13.12.2011 г.

Tic Volume, Volatility Cycles, Market orders attack and most of all TIMING

Here I will post a picture with the tic volume having in mind the bigger picture. Here we can see that the spikes are related with some important reversals points. What is going on now?

In fact there are some books on VSA (Volume Spread Analysis) analysis, or we can in Forex call that TVSA (Tic Volume Spread Analysis). However there is a difference in my approach and the classic approach. I can say that the VSA analysis was a great tool for analysing crowd behaviour on the markets. Yes it was because the markets has changed. They changed because now first because they are globally interconnected. And there is a second thing still the crowd behaviour is a driving force tmarkets but there is something else. And this is the robot psychology. There is not only human psychology, there is a robot psychology too (welcome Isaac Asimov from the book I robot). As the automatic algorythmic strategies are a big player on the markets it is necessary to consider how they behave. There is a research book that mentions that the algorythmic strategies are much more correlated each other than the human strategies.


The empirical analysis provides several important insights. First, we find evidence that algorithmic trades tend to be correlated, suggesting that the algorithmic strategies used in the market are not as diverse as those used by non-algorithmic traders.

However as it is stated in the research paper.


Fifth, we find evidence that supports the recent literature that proposes to depart from the prevalent assumption that liquidity providers in limit order books are passive.

There are some things in the Oanda Open orders group. Here we can see the connection between the open orders and volume. Here We can see clearly that the spike in the volume has been provoqued by the simultanious activation of many orders. As we can see that some accumulation of orders work as attractors of the market action.

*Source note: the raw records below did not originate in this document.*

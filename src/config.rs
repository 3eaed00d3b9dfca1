//! Tunables for the finder core.
//!
//! Every field has a default, so a host can ship an empty `{}` config and override only
//! what its screen layout needs.

use std::path::Path;
use std::time::Duration;

use serde::{Deserialize, Serialize};

use crate::error::ConfigError;
use crate::platform::TrackingOptions;
use crate::sheet::{SheetSnapState, SnapLayout};

#[derive(Debug, Clone, PartialEq, Serialize, Deserialize)]
#[serde(default)]
pub struct FinderConfig {
    pub recenter_zoom: f64,
    pub recenter_duration_ms: u64,
    /// Delay between the sheet reaching full height and the detail view replacing the
    /// skeleton placeholder.
    pub detail_reveal_delay_ms: u64,
    pub tracking: TrackingOptions,
    pub nearby_radius_m: f64,
    pub nearby_refresh_interval_secs: u64,
    /// Issue one recenter on the first fix after mount.
    pub recenter_on_first_fix: bool,
    pub sheet: SnapLayout,
}

impl Default for FinderConfig {
    fn default() -> Self {
        Self {
            recenter_zoom: crate::DEFAULT_RECENTER_ZOOM,
            recenter_duration_ms: crate::DEFAULT_RECENTER_DURATION_MS,
            detail_reveal_delay_ms: crate::DEFAULT_DETAIL_REVEAL_DELAY_MS,
            tracking: TrackingOptions::default(),
            nearby_radius_m: crate::DEFAULT_NEARBY_RADIUS_M,
            nearby_refresh_interval_secs: crate::DEFAULT_NEARBY_REFRESH_SECS,
            recenter_on_first_fix: false,
            sheet: SnapLayout::default(),
        }
    }
}

impl FinderConfig {
    pub fn from_json_str(json: &str) -> Result<Self, ConfigError> {
        let config: Self = serde_json::from_str(json)?;
        config.validate()?;
        Ok(config)
    }

    pub fn from_json_file(path: impl AsRef<Path>) -> Result<Self, ConfigError> {
        let raw = std::fs::read_to_string(path)?;
        Self::from_json_str(&raw)
    }

    pub fn detail_reveal_delay(&self) -> Duration {
        Duration::from_millis(self.detail_reveal_delay_ms)
    }

    pub fn nearby_refresh_interval(&self) -> Duration {
        Duration::from_secs(self.nearby_refresh_interval_secs)
    }

    pub fn validate(&self) -> Result<(), ConfigError> {
        if !self.recenter_zoom.is_finite() || self.recenter_zoom <= 0.0 {
            return Err(invalid("recenter_zoom", "must be a positive number"));
        }
        if !self.nearby_radius_m.is_finite() || self.nearby_radius_m <= 0.0 {
            return Err(invalid("nearby_radius_m", "must be a positive number"));
        }
        if !self.tracking.min_distance_m.is_finite() || self.tracking.min_distance_m < 0.0 {
            return Err(invalid(
                "tracking.min_distance_m",
                "must be a non-negative number",
            ));
        }
        validate_snaps("sheet.unselected", &self.sheet.unselected)?;
        validate_snaps("sheet.selected", &self.sheet.selected)?;
        if self.sheet.selected.contains(&SheetSnapState::Half) {
            return Err(invalid(
                "sheet.selected",
                "half height is not allowed while a gym is selected",
            ));
        }
        Ok(())
    }
}

fn validate_snaps(field: &'static str, snaps: &[SheetSnapState]) -> Result<(), ConfigError> {
    if snaps.first() != Some(&SheetSnapState::Collapsed) {
        return Err(invalid(field, "must start with Collapsed"));
    }
    if !snaps.windows(2).all(|w| w[0] < w[1]) {
        return Err(invalid(field, "must be strictly ascending"));
    }
    Ok(())
}

fn invalid(field: &'static str, reason: &str) -> ConfigError {
    ConfigError::Invalid {
        field,
        reason: reason.to_string(),
    }
}
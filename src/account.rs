//! Sign-in, onboarding routing and avatar upload over the hosted back end.

use std::sync::Arc;

use serde::{Deserialize, Serialize};
use serde_json::json;
use tracing::{error, info, warn};

use crate::error::RemoteError;
use crate::remote::{BlobStorage, DataStore, Filter, IdentityProvider, IdentityService, Session};

pub const USER_TABLE: &str = "User";
pub const TERMS_TABLE: &str = "TermsAgreement";
pub const AVATAR_BUCKET: &str = "avatars";

/// First screen to show after launch.
#[derive(Debug, Clone, Copy, PartialEq, Eq, Serialize, Deserialize)]
pub enum OnboardingStep {
    Login,
    Terms,
    Profile,
    Home,
}

#[derive(Debug, Clone, Default, PartialEq, Eq, Serialize, Deserialize)]
pub struct ProfileFlags {
    #[serde(default)]
    pub terms_agreed: bool,
    #[serde(default)]
    pub profile_complete: bool,
}

/// Consent checkboxes from the terms screen.
#[derive(Debug, Clone, Copy, Default, PartialEq, Eq, Serialize, Deserialize)]
pub struct TermsAgreement {
    pub service: bool,
    pub privacy: bool,
    pub marketing: bool,
}

impl TermsAgreement {
    pub fn all(agree: bool) -> Self {
        Self {
            service: agree,
            privacy: agree,
            marketing: agree,
        }
    }

    /// Service and privacy terms are mandatory; marketing is optional.
    pub fn is_sufficient(&self) -> bool {
        self.service && self.privacy
    }
}

pub struct AccountService {
    identity: Arc<dyn IdentityService>,
    store: Arc<dyn DataStore>,
    blobs: Arc<dyn BlobStorage>,
}

impl std::fmt::Debug for AccountService {
    fn fmt(&self, f: &mut std::fmt::Formatter<'_>) -> std::fmt::Result {
        f.debug_struct("AccountService").finish_non_exhaustive()
    }
}

impl AccountService {
    pub fn new(
        identity: Arc<dyn IdentityService>,
        store: Arc<dyn DataStore>,
        blobs: Arc<dyn BlobStorage>,
    ) -> Self {
        Self {
            identity,
            store,
            blobs,
        }
    }

    pub async fn sign_in(
        &self,
        provider: IdentityProvider,
        id_token: &str,
    ) -> Result<Session, RemoteError> {
        let session = self
            .identity
            .sign_in(provider, id_token)
            .await
            .inspect_err(|e| error!(error = %e, ?provider, "sign-in failed"))?;
        info!(user_id = %session.user.id, ?provider, "signed in");
        Ok(session)
    }

    pub async fn sign_out(&self) -> Result<(), RemoteError> {
        self.identity
            .sign_out()
            .await
            .inspect_err(|e| error!(error = %e, "sign-out failed"))
    }

    async fn require_session(&self) -> Result<Session, RemoteError> {
        self.identity
            .session()
            .await
            .inspect_err(|e| error!(error = %e, "failed to read session"))?
            .ok_or(RemoteError::NoSession)
    }

    /// Decides where the app starts. Any failure sends the user back to login.
    pub async fn resolve_start_step(&self) -> OnboardingStep {
        let session = match self.identity.session().await {
            Ok(Some(session)) => session,
            Ok(None) => return OnboardingStep::Login,
            Err(e) => {
                error!(error = %e, "failed to read session");
                return OnboardingStep::Login;
            }
        };

        let filter = Filter::all().equals("id", session.user.id.as_str());
        let rows = match self.store.read(USER_TABLE, &filter).await {
            Ok(rows) => rows,
            Err(e) => {
                error!(error = %e, "failed to read profile");
                return OnboardingStep::Login;
            }
        };

        let flags = rows
            .into_iter()
            .next()
            .map(serde_json::from_value::<ProfileFlags>);
        match flags {
            None => OnboardingStep::Terms,
            Some(Err(e)) => {
                warn!(error = %e, "unreadable profile row; restarting onboarding");
                OnboardingStep::Terms
            }
            Some(Ok(flags)) if !flags.terms_agreed => OnboardingStep::Terms,
            Some(Ok(flags)) if !flags.profile_complete => OnboardingStep::Profile,
            Some(Ok(_)) => OnboardingStep::Home,
        }
    }

    /// Creates the user row (nickname defaults to the e-mail local part) and records the
    /// consent choices.
    pub async fn accept_terms(&self, terms: TermsAgreement) -> Result<(), RemoteError> {
        if !terms.is_sufficient() {
            return Err(RemoteError::Request(
                "service and privacy terms must be accepted".to_string(),
            ));
        }
        let session = self.require_session().await?;
        let user = &session.user;
        let nickname = user
            .email
            .as_deref()
            .and_then(|email| email.split('@').next())
            .filter(|nick| !nick.is_empty());

        self.store
            .upsert(
                USER_TABLE,
                json!({
                    "id": user.id,
                    "email": user.email,
                    "nickname": nickname,
                    "terms_agreed": true,
                }),
            )
            .await
            .inspect_err(|e| error!(error = %e, "failed to upsert user"))?;

        self.store
            .upsert(
                TERMS_TABLE,
                json!({
                    "id": user.id,
                    "user_id": user.id,
                    "service": terms.service,
                    "privacy": terms.privacy,
                    "marketing": terms.marketing,
                }),
            )
            .await
            .inspect_err(|e| error!(error = %e, "failed to upsert terms agreement"))?;

        info!(user_id = %user.id, "terms accepted");
        Ok(())
    }

    /// Finishes onboarding: stores the chosen nickname (and avatar, when one was uploaded)
    /// and marks the profile complete.
    pub async fn complete_profile(
        &self,
        nickname: &str,
        avatar_url: Option<&str>,
    ) -> Result<(), RemoteError> {
        let nickname = nickname.trim();
        if nickname.is_empty() {
            return Err(RemoteError::Request("nickname must not be empty".to_string()));
        }
        let session = self.require_session().await?;
        let user = &session.user;

        let mut record = json!({
            "id": user.id,
            "email": user.email,
            "nickname": nickname,
            "profile_complete": true,
        });
        if let (Some(url), Some(fields)) = (avatar_url, record.as_object_mut()) {
            fields.insert("avatar_url".to_string(), json!(url));
        }

        self.store
            .upsert(USER_TABLE, record)
            .await
            .inspect_err(|e| error!(error = %e, "failed to save profile"))?;

        info!(user_id = %user.id, nickname, "profile completed");
        Ok(())
    }

    /// Uploads an avatar image and points the profile at it. Returns the public URL.
    ///
    /// `file_ext` comes from the picked file name; it is lowercased and defaults to `jpeg`.
    pub async fn upload_avatar(
        &self,
        bytes: Vec<u8>,
        file_ext: Option<&str>,
        uploaded_at_ms: u64,
    ) -> Result<String, RemoteError> {
        let session = self.require_session().await?;
        let ext = file_ext
            .map(str::trim)
            .filter(|e| !e.is_empty())
            .map(str::to_lowercase)
            .unwrap_or_else(|| "jpeg".to_string());
        let content_type = match ext.as_str() {
            "png" => "image/png",
            "webp" => "image/webp",
            "heic" => "image/heic",
            _ => "image/jpeg",
        };
        let path = format!("{uploaded_at_ms}.{ext}");

        let stored = self
            .blobs
            .upload(AVATAR_BUCKET, &path, bytes, content_type)
            .await
            .inspect_err(|e| error!(error = %e, "avatar upload failed"))?;

        self.store
            .upsert(
                USER_TABLE,
                json!({ "id": session.user.id, "avatar_url": stored }),
            )
            .await
            .inspect_err(|e| error!(error = %e, "failed to save avatar path"))?;

        Ok(self.blobs.public_url(AVATAR_BUCKET, &stored))
    }
}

Fifth, we find evidence that supports the recent literature that proposes to depart from the prevalent assumption that liquidity providers in limit order books are passive :). This chart can be interpreted that a major level of orders was hit and that provoqued a spike in the tic volume. The next major level shows where the reversal can go if it is about to continue.

What is important is that when we see that the tic volume has clear oscillatory patterns we can see WHEN the next attack would be.